In-Silico Design, Synthesis, Characterization and In Vitro Anti-tubercular Activity of Novel Cyclopentanone Analogues of Curcumin

Abstract

Curcumin is chemically 1,7-bis(4-hydroxy-3-methoxyphenyl) hepta-1,6-diene-3,5-dione found in turmeric as a yellow pigment. Major pharmacological actions of turmeric were mediated by the binding affinity of β-diketone found in this diaryl hepatanoid to various enzyme receptors in the human body. This study focuses on replacing this active pharmacophore with a cyclopentanone ring and evaluates the effect of terminal aryl rings on binding with a suitable anti-tubercular receptor. In this study, different proposed cyclopentanone analogues of curcumin were evaluated in silico by various software. 3D drawing of the proposed derivatives was done by ACD Lab Chemsketch 12.0. Drug likeness properties and obeying nature of proposed derivatives to Lipinski’s rule of five were analyzed by Molinspiration cheminformatics software. SwissADME and Protox-II software were used for the analysis of ADME and toxicity profile of proposed derivatives.

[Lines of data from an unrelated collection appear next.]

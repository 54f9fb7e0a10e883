//! Reference dish model and catalog.
//!
//! Seven features over `[0, 100]` sampled at step `1`, and twenty dishes
//! described on all of them.
//!
//! # Examples
//! ```
//! use savour_data::reference;
//!
//! let model = reference::model()?;
//! let catalog = reference::catalog()?;
//! assert_eq!(model.len(), 7);
//! assert_eq!(catalog.len(), 20);
//! # Ok::<(), Box<dyn std::error::Error>>(())
//! ```
#![forbid(unsafe_code)]

use savour_core::{
    Candidate, Catalog, CatalogError, Domain, Feature, FuzzyModel, ModelError, PreferenceProfile,
    Triangle,
};

/// Feature names in declaration order.
pub const FEATURES: [&str; 7] = [
    "taste",
    "price",
    "temperature",
    "prep_time",
    "calories",
    "availability",
    "satiety",
];

/// Slider value of the neutral profile.
pub const NEUTRAL_SLIDER: f64 = 50.0;

/// Importance weight of the neutral profile.
pub const NEUTRAL_WEIGHT: f64 = 1.0;

type CategoryTable = &'static [(&'static str, [f64; 3])];

const TASTE: CategoryTable = &[
    ("sweet", [0.0, 0.0, 25.0]),
    ("salty", [20.0, 35.0, 50.0]),
    ("spicy", [40.0, 55.0, 70.0]),
    ("sour", [60.0, 75.0, 85.0]),
    ("bitter", [80.0, 100.0, 100.0]),
];

const LOW: [f64; 3] = [0.0, 0.0, 40.0];
const MID: [f64; 3] = [30.0, 50.0, 70.0];
const HIGH: [f64; 3] = [60.0, 100.0, 100.0];

const PRICE: CategoryTable = &[("cheap", LOW), ("medium", MID), ("expensive", HIGH)];
const TEMPERATURE: CategoryTable = &[("cold", LOW), ("warm", MID), ("hot", HIGH)];
const PREP_TIME: CategoryTable = &[("fast", LOW), ("medium", MID), ("long", HIGH)];
const CALORIES: CategoryTable = &[("low", LOW), ("medium", MID), ("high", HIGH)];
const AVAILABILITY: CategoryTable = &[("common", LOW), ("seasonal", MID), ("rare", HIGH)];
const SATIETY: CategoryTable = &[("light", LOW), ("medium", MID), ("filling", HIGH)];

const CATEGORIES: [CategoryTable; 7] = [
    TASTE,
    PRICE,
    TEMPERATURE,
    PREP_TIME,
    CALORIES,
    AVAILABILITY,
    SATIETY,
];

/// Dish values in [`FEATURES`] order.
const DISHES: [(&str, [f64; 7]); 20] = [
    ("Burger", [40.0, 50.0, 90.0, 10.0, 90.0, 10.0, 90.0]),
    ("Ice Cream", [0.0, 10.0, 10.0, 10.0, 50.0, 10.0, 10.0]),
    ("KFC Wings", [60.0, 50.0, 90.0, 10.0, 90.0, 10.0, 50.0]),
    ("Sushi", [40.0, 90.0, 10.0, 50.0, 10.0, 50.0, 10.0]),
    ("Pancakes", [10.0, 10.0, 50.0, 50.0, 50.0, 10.0, 50.0]),
    ("Pasta", [40.0, 50.0, 90.0, 50.0, 50.0, 10.0, 90.0]),
    ("Pizza", [40.0, 50.0, 90.0, 50.0, 90.0, 10.0, 90.0]),
    ("Dumplings", [40.0, 10.0, 50.0, 50.0, 50.0, 10.0, 50.0]),
    ("Pork Chop", [40.0, 50.0, 90.0, 50.0, 90.0, 10.0, 90.0]),
    ("Fries", [40.0, 10.0, 90.0, 10.0, 90.0, 10.0, 10.0]),
    ("Zapiekanka", [40.0, 10.0, 90.0, 10.0, 50.0, 10.0, 50.0]),
    ("Hunter's Stew", [40.0, 50.0, 90.0, 90.0, 90.0, 50.0, 90.0]),
    ("Sour Rye Soup", [80.0, 10.0, 90.0, 50.0, 50.0, 10.0, 50.0]),
    ("Kebab", [60.0, 50.0, 90.0, 10.0, 90.0, 10.0, 90.0]),
    ("Caesar Salad", [40.0, 50.0, 10.0, 10.0, 10.0, 10.0, 10.0]),
    ("Tacos", [60.0, 50.0, 50.0, 10.0, 50.0, 50.0, 50.0]),
    ("Donuts", [10.0, 10.0, 50.0, 50.0, 90.0, 10.0, 10.0]),
    ("Hot Dog", [40.0, 10.0, 90.0, 10.0, 90.0, 10.0, 50.0]),
    ("Potato Dumplings", [40.0, 10.0, 90.0, 50.0, 50.0, 10.0, 50.0]),
    ("Cheesecake", [10.0, 50.0, 10.0, 90.0, 90.0, 10.0, 50.0]),
];

/// Build the reference model with sampled evaluation.
///
/// # Errors
/// Returns [`ModelError`] only if the built-in tables are inconsistent.
pub fn model() -> Result<FuzzyModel, ModelError> {
    let mut model = FuzzyModel::new();
    for (name, categories) in FEATURES.into_iter().zip(CATEGORIES) {
        let mut feature = Feature::new(name, Domain::default())?;
        for &(category, [a, b, c]) in categories {
            let triangle = Triangle::new(a, b, c).map_err(|source| ModelError::Membership {
                feature: name.to_owned(),
                category: category.to_owned(),
                source,
            })?;
            feature.add_category(category, triangle)?;
        }
        model.add_feature(feature)?;
    }
    Ok(model)
}

/// Build the twenty reference dishes in catalog order.
///
/// # Errors
/// Returns [`CatalogError`] only if the built-in table repeats a name.
pub fn catalog() -> Result<Catalog, CatalogError> {
    Catalog::new(DISHES.iter().map(|(name, values)| {
        FEATURES
            .into_iter()
            .zip(values.iter().copied())
            .fold(Candidate::new(*name), |candidate, (feature, value)| {
                candidate.with_attribute(feature, value)
            })
    }))
}

/// Profile with every slider centred and every weight at `1`.
#[must_use]
pub fn neutral_profile() -> PreferenceProfile {
    FEATURES
        .into_iter()
        .fold(PreferenceProfile::new(), |profile, feature| {
            profile.with_preference(feature, NEUTRAL_SLIDER, NEUTRAL_WEIGHT)
        })
}

#[cfg(test)]
mod tests {
    use rstest::rstest;
    use savour_core::Evaluation;
    use savour_scorer::Recommender;

    use super::*;

    #[rstest]
    fn model_declares_every_feature_in_order() {
        let model = model().expect("reference model");
        let names: Vec<_> = model.features().iter().map(Feature::name).collect();
        assert_eq!(names, FEATURES);
        assert_eq!(model.evaluation(), Evaluation::Sampled);
        let taste = model.feature("taste").expect("taste feature");
        assert_eq!(taste.categories().len(), 5);
    }

    #[rstest]
    #[case("taste", "sweet", 0.0, 1.0)]
    #[case("taste", "salty", 27.5, 0.5)]
    #[case("taste", "bitter", 90.0, 0.5)]
    #[case("price", "medium", 40.0, 0.5)]
    #[case("satiety", "filling", 80.0, 0.5)]
    fn reference_degrees(
        #[case] feature: &str,
        #[case] category: &str,
        #[case] value: f64,
        #[case] expected: f64,
    ) {
        let model = model().expect("reference model");
        let degrees = model.fuzzify_value(feature, value).expect("known feature");
        let degree = degrees.get(category).expect("known category");
        assert!((degree - expected).abs() < 1e-9, "{feature}/{category} at {value}");
    }

    #[rstest]
    fn catalog_lists_twenty_dishes_with_all_features() {
        let catalog = catalog().expect("reference catalog");
        assert_eq!(catalog.len(), 20);
        assert!(catalog
            .iter()
            .all(|dish| FEATURES.iter().all(|f| dish.attribute(f).is_some())));
        let sushi = catalog.get("Sushi").expect("sushi");
        assert_eq!(sushi.value("price"), 90.0);
    }

    #[rstest]
    fn neutral_profile_weighs_every_feature_equally() {
        let profile = neutral_profile();
        assert_eq!(profile.len(), FEATURES.len());
        assert_eq!(profile.total_weight(), 7.0);
    }

    #[rstest]
    fn neutral_profile_prefers_tacos() {
        let recommender = Recommender::new(
            model().expect("reference model"),
            catalog().expect("reference catalog"),
        );
        let recommendation = recommender
            .recommend(&neutral_profile())
            .expect("neutral recommendation");
        let best = recommendation.ranking.best().expect("non-empty ranking");
        assert_eq!(best.name, "Tacos");
        // Five centred features plus spicy(50) * spicy(60) for taste.
        let expected = (5.0 + (2.0 / 3.0) * (2.0 / 3.0)) / 7.0;
        assert!((best.score - expected).abs() < 1e-9);
    }

    #[rstest]
    #[case(100.0, "Burger")]
    #[case(0.0, "Ice Cream")]
    #[case(50.0, "Pancakes")]
    fn temperature_preference_picks_first_matching_dish(
        #[case] value: f64,
        #[case] expected: &str,
    ) {
        let recommender = Recommender::new(
            model().expect("reference model"),
            catalog().expect("reference catalog"),
        );
        let profile = PreferenceProfile::new().with_preference("temperature", value, 2.0);
        let recommendation = recommender.recommend(&profile).expect("recommendation");
        assert_eq!(
            recommendation.ranking.best().map(|entry| entry.name.as_str()),
            Some(expected)
        );
    }
}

PASS software was used for the screening of general biological activity and AutoDock Vina was used for the docking evaluation of proposed derivatives. Six among the 30 derivatives were selected for the synthesis with the help of these in-silico tools. The synthesized derivatives were characterized by various spectral methods. Anti-tubercular activity of synthesized compounds was evaluated by agar well diffusion method and minimum inhibitory concentration was determined by Resazurin micro titre assay method by using Mycobacterium smegmatis. Among the six tested derivatives two compounds named as CPP 1 and CPP 2 had possessing significant anti-tubercular activity. The polarity and hydrogen bond interactions that offered by pyridine ring could be reason for better pharmacological action reported by compounds CPP1 and CPP 2. Further studies on these molecules in the future may give more significant data.